Anyway, great movie, though unrealistic. Fifth 1939 film from my Greatest Years in Cinema Project. Nominated for 11 Academy Awards though it was Gone with the Wind that cleaned up that year. Considered one of the greatest films of all time, ranked No. 26 on AFI's 100 Years... 100 Movies: 10th Anniversary Edition.

With movies that are light(ish) and humble, I'm beginning to see how someone could be a Capra fan. The idealistic grandmothers among us, for example, that are shocked by whats going on in Washington today. I too feel this way though Capra is 50/50 so far for me, I strongly disliked Arsenic and Old Lace. Jimmy Stewart is perfect though in his bumpkin sort of way. As is the lovely Jean Arthur. If Stewart weren't so over the top, I'd say she won the movie. One could argue that she did but women like her didn't get to carry many political movies in 1939. The two of them are really super though and really what endeared me to the film.

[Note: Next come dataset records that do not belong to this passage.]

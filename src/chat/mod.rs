// SPDX-FileCopyrightText: 2026 Bruno Meilick
// SPDX-License-Identifier: LicenseRef-Fabflow-FreeUse-NoCopy-NoDerivatives
//
// All rights reserved.
//
// This file is part of Fabflow and is proprietary software.
// Unauthorized copying, modification, or distribution is prohibited.

//! Conversation state and the hosted chat endpoint client.

mod client;
mod controller;

pub use client::{ChatClient, ChatClientError, ChatReply};
pub use controller::{
    ChatEvent, ConversationController, PendingTurn, APOLOGY_MESSAGE, SUBMISSION_PREFIX,
    WELCOME_MESSAGE,
};
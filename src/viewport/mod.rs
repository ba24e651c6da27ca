// SPDX-FileCopyrightText: 2026 Bruno Meilick
// SPDX-License-Identifier: LicenseRef-Fabflow-FreeUse-NoCopy-NoDerivatives
//
// All rights reserved.
//
// This file is part of Fabflow and is proprietary software.
// Unauthorized copying, modification, or distribution is prohibited.

//! Diagram transform engine.
//!
//! Owns the pan/zoom/pinch state of one rendered diagram as a 2D affine
//! transform and recomputes it from pointer, wheel, and touch input. The
//! shared invariant of every zoom path: the content point under the anchor
//! (cursor, viewport center, or pinch midpoint) stays visually fixed.

pub const SCALE_MIN: f64 = 0.1;
pub const SCALE_MAX: f64 = 5.0;

const ZOOM_IN_STEP: f64 = 1.2;
const ZOOM_OUT_STEP: f64 = 0.8;
const WHEEL_WINDOW_MS: u64 = 200;
const WHEEL_SENSITIVITY: f64 = 0.002;
const FIT_MARGIN: f64 = 0.9;

/// The affine map from diagram content space to viewport space.
#[derive(Debug, Clone, Copy, PartialEq)]
pub struct Transform {
    scale: f64,
    translate_x: f64,
    translate_y: f64,
}

impl Transform {
    pub fn identity() -> Self {
        Self {
            scale: 1.0,
            translate_x: 0.0,
            translate_y: 0.0,
        }
    }

    pub fn scale(&self) -> f64 {
        self.scale
    }

    pub fn translate_x(&self) -> f64 {
        self.translate_x
    }

    pub fn translate_y(&self) -> f64 {
        self.translate_y
    }

    /// Maps a viewport point back to content coordinates.
    pub fn content_point(&self, viewport_point: (f64, f64)) -> (f64, f64) {
        (
            (viewport_point.0 - self.translate_x) / self.scale,
            (viewport_point.1 - self.translate_y) / self.scale,
        )
    }

    /// Maps a content point into viewport coordinates.
    pub fn viewport_point(&self, content_point: (f64, f64)) -> (f64, f64) {
        (
            content_point.0 * self.scale + self.translate_x,
            content_point.1 * self.scale + self.translate_y,
        )
    }
}

impl Default for Transform {
    fn default() -> Self {
        Self::identity()
    }
}

/// Visual treatment of one transform update: eased for zoom paths, immediate
/// for drags (transitions on drags read as lag).
#[derive(Debug, Clone, Copy, PartialEq, Eq)]
pub enum Easing {
    Immediate,
    Eased,
}

#[derive(Debug, Clone, Copy, PartialEq)]
struct DragState {
    offset_x: f64,
    offset_y: f64,
    press_x: f64,
    press_y: f64,
    current_x: f64,
    current_y: f64,
}

/// Pan/zoom/pinch state machine for one rendered diagram.
#[derive(Debug, Clone, PartialEq)]
pub struct Viewport {
    transform: Transform,
    drag: Option<DragState>,
    wheel_last_ms: Option<u64>,
    wheel_accumulator: f64,
    pinch_distance: Option<f64>,
}

impl Viewport {
    pub fn new() -> Self {
        Self {
            transform: Transform::identity(),
            drag: None,
            wheel_last_ms: None,
            wheel_accumulator: 0.0,
            pinch_distance: None,
        }
    }

    pub fn transform(&self) -> Transform {
        self.transform
    }

    pub fn is_dragging(&self) -> bool {
        self.drag.is_some()
    }

    /// Linear remap of the scale from `[SCALE_MIN, SCALE_MAX]` to `[0, 100]`.
    pub fn zoom_percent(&self) -> f64 {
        (self.transform.scale - SCALE_MIN) / (SCALE_MAX - SCALE_MIN) * 100.0
    }

    /// Fits content to the viewport: `min(width ratio, height ratio) * 0.9`,
    /// centered. This is the initial "identity-ish" state on first render.
    pub fn fit(&mut self, content: (f64, f64), viewport: (f64, f64)) -> Easing {
        let (content_w, content_h) = content;
        let (view_w, view_h) = viewport;
        if content_w <= 0.0 || content_h <= 0.0 {
            return Easing::Eased;
        }

        let scale = (view_w / content_w).min(view_h / content_h) * FIT_MARGIN;
        let scale = scale.clamp(SCALE_MIN, SCALE_MAX);
        self.transform = Transform {
            scale,
            translate_x: (view_w - content_w * scale) / 2.0,
            translate_y: (view_h - content_h * scale) / 2.0,
        };
        Easing::Eased
    }

    /// Button zoom: a fixed multiplicative step anchored at the viewport
    /// center.
    pub fn zoom_step(&mut self, zoom_in: bool, viewport: (f64, f64)) -> Easing {
        let factor = if zoom_in { ZOOM_IN_STEP } else { ZOOM_OUT_STEP };
        let clamped = (self.transform.scale * factor).clamp(SCALE_MIN, SCALE_MAX);
        if clamped != self.transform.scale {
            self.zoom_to(clamped, (viewport.0 / 2.0, viewport.1 / 2.0));
        }
        Easing::Eased
    }

    /// Slider zoom: sets the scale from a 0–100 level (inverse of
    /// [`Self::zoom_percent`]), anchored at the viewport center.
    pub fn set_zoom_level(&mut self, level: f64, viewport: (f64, f64)) -> Easing {
        let scale = SCALE_MIN + (level / 100.0) * (SCALE_MAX - SCALE_MIN);
        let clamped = scale.clamp(SCALE_MIN, SCALE_MAX);
        if clamped != self.transform.scale {
            self.zoom_to(clamped, (viewport.0 / 2.0, viewport.1 / 2.0));
        }
        Easing::Eased
    }

    /// Wheel zoom anchored at the cursor.
    ///
    /// Signed deltas accumulate within a 200 ms window to damp rapid scroll
    /// bursts; the accumulated delta converts to a multiplicative factor via
    /// an exponential of sensitivity 0.002. Hitting either clamp bound
    /// resets the accumulator.
    pub fn wheel(&mut self, delta: f64, cursor: (f64, f64), now_ms: u64) -> Easing {
        let window_expired = self
            .wheel_last_ms
            .map_or(true, |last| now_ms.saturating_sub(last) > WHEEL_WINDOW_MS);
        if window_expired {
            self.wheel_accumulator = 0.0;
        }
        self.wheel_last_ms = Some(now_ms);
        self.wheel_accumulator += delta;

        let factor = (-self.wheel_accumulator * WHEEL_SENSITIVITY).exp();
        let clamped = (self.transform.scale * factor).clamp(SCALE_MIN, SCALE_MAX);
        if clamped == SCALE_MIN || clamped == SCALE_MAX {
            self.wheel_accumulator = 0.0;
        }

        self.zoom_to(clamped, cursor);
        Easing::Eased
    }

    /// Primary-button press (or single-finger touch): records the pointer
    /// offset relative to the current translate.
    pub fn begin_drag(&mut self, point: (f64, f64)) {
        self.drag = Some(DragState {
            offset_x: point.0 - self.transform.translate_x,
            offset_y: point.1 - self.transform.translate_y,
            press_x: point.0,
            press_y: point.1,
            current_x: point.0,
            current_y: point.1,
        });
    }

    /// Pointer move while dragging: translate follows the pointer, scale
    /// untouched.
    pub fn drag_to(&mut self, point: (f64, f64)) -> Easing {
        if let Some(drag) = self.drag.as_mut() {
            drag.current_x = point.0;
            drag.current_y = point.1;
            self.transform.translate_x = point.0 - drag.offset_x;
            self.transform.translate_y = point.1 - drag.offset_y;
        }
        Easing::Immediate
    }

    /// Ends the drag and returns the total pointer travel since the press,
    /// so callers can tell a click from the end of a drag.
    pub fn end_drag(&mut self) -> f64 {
        match self.drag.take() {
            Some(drag) => {
                let dx = drag.current_x - drag.press_x;
                let dy = drag.current_y - drag.press_y;
                dx.hypot(dy)
            }
            None => 0.0,
        }
    }

    /// Two-finger touch start: records the inter-finger distance.
    pub fn begin_pinch(&mut self, distance: f64) {
        self.pinch_distance = Some(distance);
    }

    /// Two-finger move: scales by the ratio of current to previous distance,
    /// anchored at the finger midpoint.
    pub fn pinch(&mut self, distance: f64, midpoint: (f64, f64)) -> Easing {
        if let Some(previous) = self.pinch_distance {
            if previous > 0.0 {
                let clamped =
                    (self.transform.scale * (distance / previous)).clamp(SCALE_MIN, SCALE_MAX);
                self.zoom_to(clamped, midpoint);
            }
        }
        self.pinch_distance = Some(distance);
        Easing::Eased
    }

    pub fn end_pinch(&mut self) {
        self.pinch_distance = None;
    }

    /// Shared anchoring step: the content point under `anchor` before the
    /// zoom maps back to `anchor` after it.
    fn zoom_to(&mut self, new_scale: f64, anchor: (f64, f64)) {
        let (content_x, content_y) = self.transform.content_point(anchor);
        self.transform = Transform {
            scale: new_scale,
            translate_x: anchor.0 - content_x * new_scale,
            translate_y: anchor.1 - content_y * new_scale,
        };
    }
}

impl Default for Viewport {
    fn default() -> Self {
        Self::new()
    }
}

#[cfg(test)]
mod tests {
    use rstest::rstest;

    use super::{Easing, Viewport, SCALE_MAX, SCALE_MIN};

    const VIEW: (f64, f64) = (800.0, 600.0);
    const EPSILON: f64 = 1e-9;

    fn assert_close(left: (f64, f64), right: (f64, f64)) {
        assert!(
            (left.0 - right.0).abs() < EPSILON && (left.1 - right.1).abs() < EPSILON,
            "{left:?} != {right:?}"
        );
    }

    #[test]
    fn scale_never_leaves_the_clamp_range() {
        let mut viewport = Viewport::new();
        for _ in 0..60 {
            viewport.zoom_step(true, VIEW);
        }
        assert!(viewport.transform().scale() <= SCALE_MAX);

        for _ in 0..120 {
            viewport.zoom_step(false, VIEW);
        }
        assert!(viewport.transform().scale() >= SCALE_MIN);

        let mut now = 0;
        for _ in 0..50 {
            now += 10;
            viewport.wheel(-500.0, (10.0, 10.0), now);
        }
        assert!(viewport.transform().scale() <= SCALE_MAX);

        viewport.begin_pinch(10.0);
        viewport.pinch(10_000.0, (0.0, 0.0));
        assert!(viewport.transform().scale() <= SCALE_MAX);
    }

    #[test]
    fn button_zoom_keeps_the_center_content_point_fixed() {
        let mut viewport = Viewport::new();
        viewport.fit((200.0, 100.0), VIEW);
        let center = (VIEW.0 / 2.0, VIEW.1 / 2.0);
        let before = viewport.transform().content_point(center);

        viewport.zoom_step(true, VIEW);
        assert_close(viewport.transform().content_point(center), before);

        viewport.zoom_step(false, VIEW);
        assert_close(viewport.transform().content_point(center), before);
    }

    #[rstest]
    #[case::near_origin((3.0, 7.0))]
    #[case::mid_view((123.0, 456.0))]
    #[case::far_corner((799.0, 599.0))]
    fn wheel_zoom_keeps_the_cursor_content_point_fixed(#[case] cursor: (f64, f64)) {
        let mut viewport = Viewport::new();
        viewport.fit((320.0, 240.0), VIEW);
        let before = viewport.transform().content_point(cursor);

        viewport.wheel(-120.0, cursor, 1_000);
        assert_close(viewport.transform().content_point(cursor), before);
    }

    #[test]
    fn pinch_zoom_keeps_the_midpoint_content_point_fixed() {
        let mut viewport = Viewport::new();
        viewport.fit((320.0, 240.0), VIEW);
        let midpoint = (210.0, 330.0);
        let before = viewport.transform().content_point(midpoint);

        viewport.begin_pinch(80.0);
        viewport.pinch(120.0, midpoint);
        assert_close(viewport.transform().content_point(midpoint), before);

        let ratio = viewport.transform().scale();
        viewport.pinch(60.0, midpoint);
        assert!(viewport.transform().scale() < ratio);
    }

    #[test]
    fn wheel_bursts_accumulate_within_the_window_and_reset_after_it() {
        let mut burst = Viewport::new();
        burst.wheel(-100.0, (0.0, 0.0), 0);
        burst.wheel(-100.0, (0.0, 0.0), 100);
        let burst_scale = burst.transform().scale();

        let mut spaced = Viewport::new();
        spaced.wheel(-100.0, (0.0, 0.0), 0);
        spaced.wheel(-100.0, (0.0, 0.0), 500);
        let spaced_scale = spaced.transform().scale();

        // Within the window the second event sees the accumulated delta.
        assert!(burst_scale > spaced_scale);
    }

    #[test]
    fn hitting_a_clamp_bound_resets_the_wheel_accumulator() {
        let mut viewport = Viewport::new();
        viewport.wheel(-10_000.0, (0.0, 0.0), 0);
        assert_eq!(viewport.transform().scale(), SCALE_MAX);

        // A tiny opposite delta right after must act on a fresh accumulator,
        // not fight the huge stale one.
        viewport.wheel(50.0, (0.0, 0.0), 50);
        assert!(viewport.transform().scale() < SCALE_MAX);
        assert!(viewport.transform().scale() > SCALE_MAX * 0.8);
    }

    #[test]
    fn drag_sets_translate_to_pointer_minus_recorded_offset() {
        let mut viewport = Viewport::new();
        viewport.begin_drag((100.0, 100.0));
        let easing = viewport.drag_to((130.0, 60.0));

        assert_eq!(easing, Easing::Immediate);
        assert_eq!(viewport.transform().translate_x(), 30.0);
        assert_eq!(viewport.transform().translate_y(), -40.0);
        assert_eq!(viewport.transform().scale(), 1.0);

        assert_eq!(viewport.end_drag(), 50.0);
        assert!(!viewport.is_dragging());
    }

    #[test]
    fn drag_moves_are_ignored_without_a_press() {
        let mut viewport = Viewport::new();
        viewport.drag_to((500.0, 500.0));
        assert_eq!(viewport.transform().translate_x(), 0.0);
        assert_eq!(viewport.end_drag(), 0.0);
    }

    #[test]
    fn zoom_percent_remaps_the_clamp_range_to_0_100() {
        let mut viewport = Viewport::new();
        viewport.set_zoom_level(0.0, VIEW);
        assert!((viewport.transform().scale() - SCALE_MIN).abs() < EPSILON);
        assert!(viewport.zoom_percent().abs() < EPSILON);

        viewport.set_zoom_level(100.0, VIEW);
        assert!((viewport.transform().scale() - SCALE_MAX).abs() < EPSILON);
        assert!((viewport.zoom_percent() - 100.0).abs() < EPSILON);

        viewport.set_zoom_level(50.0, VIEW);
        assert!((viewport.zoom_percent() - 50.0).abs() < EPSILON);
    }

    #[test]
    fn fit_centers_content_with_a_margin() {
        let mut viewport = Viewport::new();
        viewport.fit((100.0, 100.0), (200.0, 400.0));

        // Width is the limiting ratio: 200/100 * 0.9.
        assert!((viewport.transform().scale() - 1.8).abs() < EPSILON);
        assert!((viewport.transform().translate_x() - 10.0).abs() < EPSILON);
        assert!((viewport.transform().translate_y() - 110.0).abs() < EPSILON);
    }

    #[test]
    fn fit_with_degenerate_content_is_a_no_op() {
        let mut viewport = Viewport::new();
        viewport.fit((0.0, 0.0), VIEW);
        assert_eq!(viewport.transform().scale(), 1.0);
    }
}
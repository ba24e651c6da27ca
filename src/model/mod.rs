// SPDX-FileCopyrightText: 2026 Bruno Meilick
// SPDX-License-Identifier: LicenseRef-Fabflow-FreeUse-NoCopy-NoDerivatives
//
// All rights reserved.
//
// This file is part of Fabflow and is proprietary software.
// Unauthorized copying, modification, or distribution is prohibited.

//! Core data model: chat messages, conversation sessions, flowchart
//! documents, and questionnaire data.

mod document;
mod message;
mod questionnaire;
mod session;

pub use document::FlowchartDocument;
pub use message::{ChatMessage, ChatRole};
pub use questionnaire::{Outcome, QuestionNode};
pub use session::ConversationSession;
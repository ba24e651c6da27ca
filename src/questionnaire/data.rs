// SPDX-FileCopyrightText: 2026 Bruno Meilick
// SPDX-License-Identifier: LicenseRef-Fabflow-FreeUse-NoCopy-NoDerivatives
//
// All rights reserved.
//
// This file is part of Fabflow and is proprietary software.
// Unauthorized copying, modification, or distribution is prohibited.

//! Static question data: process name -> ordered question chain.
//!
//! The on-disk format is JSON. Option order inside a question is
//! significant and preserved as written.

use std::collections::BTreeMap;
use std::fmt;
use std::fs;
use std::path::{Path, PathBuf};

use serde::Deserialize;

use crate::model::{Outcome, QuestionNode};

/// Failure loading or validating the question-data file.
#[derive(Debug)]
pub enum QuestionDataError {
    Io {
        path: PathBuf,
        source: std::io::Error,
    },
    Json {
        source: serde_json::Error,
    },
    /// An option carried neither `next`, `output`, nor `submit`.
    MissingOutcome {
        process: String,
        question_id: String,
        option: String,
    },
    /// An option carried more than one of `next`, `output`, `submit`.
    AmbiguousOutcome {
        process: String,
        question_id: String,
        option: String,
    },
}

impl fmt::Display for QuestionDataError {
    fn fmt(&self, f: &mut fmt::Formatter<'_>) -> fmt::Result {
        match self {
            Self::Io { path, source } => {
                write!(f, "cannot read question data {}: {source}", path.display())
            }
            Self::Json { source } => write!(f, "malformed question data: {source}"),
            Self::MissingOutcome {
                process,
                question_id,
                option,
            } => write!(
                f,
                "option '{option}' of {process}/{question_id} declares no outcome"
            ),
            Self::AmbiguousOutcome {
                process,
                question_id,
                option,
            } => write!(
                f,
                "option '{option}' of {process}/{question_id} declares more than one outcome"
            ),
        }
    }
}

impl std::error::Error for QuestionDataError {
    fn source(&self) -> Option<&(dyn std::error::Error + 'static)> {
        match self {
            Self::Io { source, .. } => Some(source),
            Self::Json { source } => Some(source),
            _ => None,
        }
    }
}

#[derive(Debug, Deserialize)]
struct RawQuestion {
    id: String,
    question: String,
    // serde_json's preserve_order keeps option order as authored.
    options: serde_json::Map<String, serde_json::Value>,
}

#[derive(Debug, Default, Deserialize)]
struct RawOption {
    #[serde(default)]
    next: Option<String>,
    #[serde(default)]
    output: Option<String>,
    #[serde(default)]
    submit: Option<bool>,
}

/// Validated question data, keyed by process name.
#[derive(Debug, Clone, Default, PartialEq, Eq)]
pub struct QuestionData {
    processes: BTreeMap<String, Vec<QuestionNode>>,
}

impl QuestionData {
    pub fn load(path: &Path) -> Result<Self, QuestionDataError> {
        let text = fs::read_to_string(path).map_err(|source| QuestionDataError::Io {
            path: path.to_owned(),
            source,
        })?;
        Self::from_json_str(&text)
    }

    pub fn from_json_str(text: &str) -> Result<Self, QuestionDataError> {
        let raw: BTreeMap<String, Vec<RawQuestion>> =
            serde_json::from_str(text).map_err(|source| QuestionDataError::Json { source })?;

        let mut processes = BTreeMap::new();
        for (process, questions) in raw {
            let mut nodes = Vec::with_capacity(questions.len());
            for question in questions {
                let mut options = Vec::with_capacity(question.options.len());
                for (label, value) in &question.options {
                    let raw_option: RawOption = serde_json::from_value(value.clone())
                        .map_err(|source| QuestionDataError::Json { source })?;
                    let outcome = resolve_outcome(&process, &question.id, label, raw_option)?;
                    options.push((label.clone(), outcome));
                }
                nodes.push(QuestionNode::new(question.id, question.question, options));
            }
            processes.insert(process, nodes);
        }
        Ok(Self { processes })
    }

    pub fn is_empty(&self) -> bool {
        self.processes.is_empty()
    }

    pub fn questions(&self, process: &str) -> Option<&[QuestionNode]> {
        self.processes.get(process).map(Vec::as_slice)
    }

    pub fn question(&self, process: &str, question_id: &str) -> Option<&QuestionNode> {
        self.questions(process)?
            .iter()
            .find(|node| node.id() == question_id)
    }
}

fn resolve_outcome(
    process: &str,
    question_id: &str,
    label: &str,
    raw: RawOption,
) -> Result<Outcome, QuestionDataError> {
    let declared = usize::from(raw.next.is_some())
        + usize::from(raw.output.is_some())
        + usize::from(raw.submit == Some(true));
    match declared {
        0 => Err(QuestionDataError::MissingOutcome {
            process: process.to_owned(),
            question_id: question_id.to_owned(),
            option: label.to_owned(),
        }),
        1 => Ok(match (raw.next, raw.output) {
            (Some(next), _) => Outcome::Next(next),
            (_, Some(output)) => Outcome::Recommend(output),
            _ => Outcome::Submit,
        }),
        _ => Err(QuestionDataError::AmbiguousOutcome {
            process: process.to_owned(),
            question_id: question_id.to_owned(),
            option: label.to_owned(),
        }),
    }
}

#[cfg(test)]
mod tests {
    use super::{QuestionData, QuestionDataError};
    use crate::model::Outcome;

    const FIXTURE: &str = r#"{
        "etching": [
            {
                "id": "Q1",
                "question": "Dry or wet etch?",
                "options": {
                    "dry": {"next": "Q2"},
                    "wet": {"output": "use the wet bench"}
                }
            },
            {
                "id": "Q2",
                "question": "Which gas?",
                "options": {
                    "SF6": {"output": "fluorine plasma recipe"},
                    "Cl2": {"output": "chlorine plasma recipe"}
                }
            }
        ]
    }"#;

    #[test]
    fn questions_load_with_option_order_preserved() {
        let data = QuestionData::from_json_str(FIXTURE).expect("load");
        let questions = data.questions("etching").expect("process");
        assert_eq!(questions.len(), 2);

        let q1 = &questions[0];
        assert_eq!(q1.id(), "Q1");
        assert_eq!(q1.options()[0].0, "dry");
        assert_eq!(q1.options()[1].0, "wet");
        assert_eq!(q1.outcome("dry"), Some(&Outcome::Next("Q2".to_owned())));
        assert_eq!(
            q1.outcome("wet"),
            Some(&Outcome::Recommend("use the wet bench".to_owned()))
        );

        assert!(data.question("etching", "Q2").is_some());
        assert!(data.questions("deposition").is_none());
    }

    #[test]
    fn options_must_declare_exactly_one_outcome() {
        let missing = r#"{"p": [{"id": "Q1", "question": "?", "options": {"a": {}}}]}"#;
        assert!(matches!(
            QuestionData::from_json_str(missing),
            Err(QuestionDataError::MissingOutcome { .. })
        ));

        let ambiguous = r#"{"p": [{"id": "Q1", "question": "?",
            "options": {"a": {"next": "Q2", "output": "done"}}}]}"#;
        assert!(matches!(
            QuestionData::from_json_str(ambiguous),
            Err(QuestionDataError::AmbiguousOutcome { .. })
        ));
    }

    #[test]
    fn submit_options_parse() {
        let text = r#"{"p": [{"id": "submit", "question": "Ready?",
            "options": {"Submit": {"submit": true}}}]}"#;
        let data = QuestionData::from_json_str(text).expect("load");
        assert_eq!(
            data.question("p", "submit").expect("question").outcome("Submit"),
            Some(&Outcome::Submit)
        );
    }
}
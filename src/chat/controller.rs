// SPDX-FileCopyrightText: 2026 Bruno Meilick
// SPDX-License-Identifier: LicenseRef-Fabflow-FreeUse-NoCopy-NoDerivatives
//
// All rights reserved.
//
// This file is part of Fabflow and is proprietary software.
// Unauthorized copying, modification, or distribution is prohibited.

use std::fmt;

use super::client::ChatReply;
use crate::extract::{extract_reply, DocumentBlock};
use crate::model::{ChatMessage, ChatRole, ConversationSession, FlowchartDocument};

/// Fixed first message of every conversation.
pub const WELCOME_MESSAGE: &str = "👋 Hello! I am the fabrication process assistant. \
Describe the process flow you need and I will map it out as a flowchart.";

/// Fixed user-visible message after an endpoint failure.
pub const APOLOGY_MESSAGE: &str = "Sorry, something went wrong. Please try again later.";

/// Marker prefixing questionnaire submissions sent through the chat.
pub const SUBMISSION_PREFIX: &str = "submit questionnaire\n";

const FALLBACK_ANSWER: &str = "Sorry, I cannot answer that right now.";
const SUBMISSION_DISPLAY: &str = "Questionnaire submitted";

/// Side-channel data extracted from a reply, raised to listeners as typed
/// events instead of callback parameters.
#[derive(Debug, Clone, PartialEq, Eq)]
pub enum ChatEvent {
    ProcessesDetected(Vec<String>),
    FlowchartDetected(FlowchartDocument),
    DocumentDetected(DocumentBlock),
}

/// Handle for one in-flight turn: which placeholder it owns and the epoch it
/// was started in. A reply whose epoch no longer matches is discarded.
#[derive(Debug, Clone, PartialEq, Eq)]
pub struct PendingTurn {
    epoch: u64,
    message_index: usize,
    query: String,
    user_id: String,
    conversation_id: String,
}

impl PendingTurn {
    pub fn query(&self) -> &str {
        &self.query
    }

    pub fn user_id(&self) -> &str {
        &self.user_id
    }

    pub fn conversation_id(&self) -> &str {
        &self.conversation_id
    }
}

/// Owns the chronological message history and the request/response cycle.
///
/// Sends are neither queued nor de-duplicated: overlapping turns each own
/// their placeholder entry and may resolve in any order. A reset bumps the
/// epoch so replies begun before it land inert.
#[derive(Debug, Clone, PartialEq, Eq)]
pub struct ConversationController {
    messages: Vec<ChatMessage>,
    session: ConversationSession,
    epoch: u64,
}

impl ConversationController {
    pub fn new(user_id: impl Into<String>) -> Self {
        Self {
            messages: vec![ChatMessage::assistant(WELCOME_MESSAGE, None)],
            session: ConversationSession::new(user_id),
            epoch: 0,
        }
    }

    pub fn messages(&self) -> &[ChatMessage] {
        &self.messages
    }

    pub fn session(&self) -> &ConversationSession {
        &self.session
    }

    /// True while at least one thinking placeholder is outstanding.
    pub fn is_thinking(&self) -> bool {
        self.messages
            .iter()
            .any(|message| message.role() == ChatRole::Thinking)
    }

    /// Clears history back to the single welcome message and drops the
    /// session id. In-flight turns are not cancelled; their replies are
    /// discarded on arrival via the epoch bump.
    pub fn reset(&mut self) {
        self.messages = vec![ChatMessage::assistant(WELCOME_MESSAGE, None)];
        self.session.clear_conversation();
        self.epoch += 1;
    }

    /// Appends the user message plus its thinking placeholder and returns
    /// the turn handle carrying everything the transport needs.
    pub fn begin_turn(&mut self, text: &str) -> PendingTurn {
        let display = if text.starts_with(SUBMISSION_PREFIX) {
            SUBMISSION_DISPLAY.to_owned()
        } else {
            extract_reply(text).display_text().to_owned()
        };
        self.messages.push(ChatMessage::user(display));
        self.messages.push(ChatMessage::thinking());

        PendingTurn {
            epoch: self.epoch,
            message_index: self.messages.len() - 1,
            query: text.to_owned(),
            user_id: self.session.user_id().to_owned(),
            conversation_id: self.session.conversation_id().to_owned(),
        }
    }

    /// Applies a successful reply: adopts the conversation id, extracts the
    /// payloads, replaces the turn's own placeholder, and returns the events
    /// to raise.
    pub fn apply_reply(&mut self, turn: &PendingTurn, reply: &ChatReply) -> Vec<ChatEvent> {
        if turn.epoch != self.epoch {
            tracing::debug!(query = turn.query(), "discarding reply from a reset conversation");
            return Vec::new();
        }

        if let Some(conversation_id) = reply.conversation_id() {
            self.session.adopt_conversation_id(conversation_id);
        }

        let answer = match reply.answer() {
            Some(answer) if !answer.is_empty() => answer,
            _ => FALLBACK_ANSWER,
        };

        let extracted = extract_reply(answer);
        let mut events = Vec::new();
        if let Some(processes) = extracted.processes() {
            events.push(ChatEvent::ProcessesDetected(processes.to_vec()));
        }
        if let Some(flowchart) = extracted.flowchart() {
            events.push(ChatEvent::FlowchartDetected(flowchart.clone()));
        }
        if let Some(document) = extracted.document() {
            events.push(ChatEvent::DocumentDetected(document.clone()));
        }

        let message = ChatMessage::assistant(
            extracted.display_text(),
            extracted.flowchart().cloned(),
        );
        self.replace_placeholder(turn, message);
        events
    }

    /// Applies a failed turn: the placeholder becomes the fixed apology
    /// message; the error is logged and not re-raised.
    pub fn apply_failure(&mut self, turn: &PendingTurn, error: &dyn fmt::Display) {
        tracing::warn!(query = turn.query(), error = %error, "chat turn failed");
        if turn.epoch != self.epoch {
            return;
        }
        self.replace_placeholder(turn, ChatMessage::assistant(APOLOGY_MESSAGE, None));
    }

    fn replace_placeholder(&mut self, turn: &PendingTurn, message: ChatMessage) {
        match self.messages.get_mut(turn.message_index) {
            Some(slot) if slot.role() == ChatRole::Thinking => *slot = message,
            _ => {
                tracing::warn!(
                    index = turn.message_index,
                    "thinking placeholder missing; dropping reply"
                );
            }
        }
    }
}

Originally supposed to be a sequel in the Mr. Deeds Goes to Town universe but Gary Cooper was unavailable. Instead we get Mr. Smith going to Washington in this light political drama about a seemingly naive politician appointed to the United States Senate by a group of corrupt politicians/business leaders who want to game the system in what amounts to a get rich quick scheme. I've been told this is a plot hole but see my bit about McConnell above. Though I do concede that everything gets pretty murky when it comes to what these guys are doing/trying to get away with. It sort of like another Stewart movie from that year in Destry Rides Again where the corrupt politicians/business leaders appoint someone they think is an idiot to "represent the people" but whom they really want to just walk all over. That was actually my favorite Stewart movie of that year but this was the one that made him a star, apparently. Only other actor of note is Thomas Mitchell as "Diz" Moore. Mitchell actually wins the Academy Award for Best Supporting Actor that year for the role of Doc Josiah Boone in Stagecoach, which is coming up on my list for 1939. That was a big year for Mitchell. Played significant roles in five movies, all considered classics--the other three were Gone with the Wind (he played Scarlet's father), Only Angels Have Wings, and The Hunchback of Notre Dame. Was the second actor to win the so called Triple Crown of Acting, winning an Emmy, an Oscar, and a Tony just a month after Helen Hayes became the first in 1953.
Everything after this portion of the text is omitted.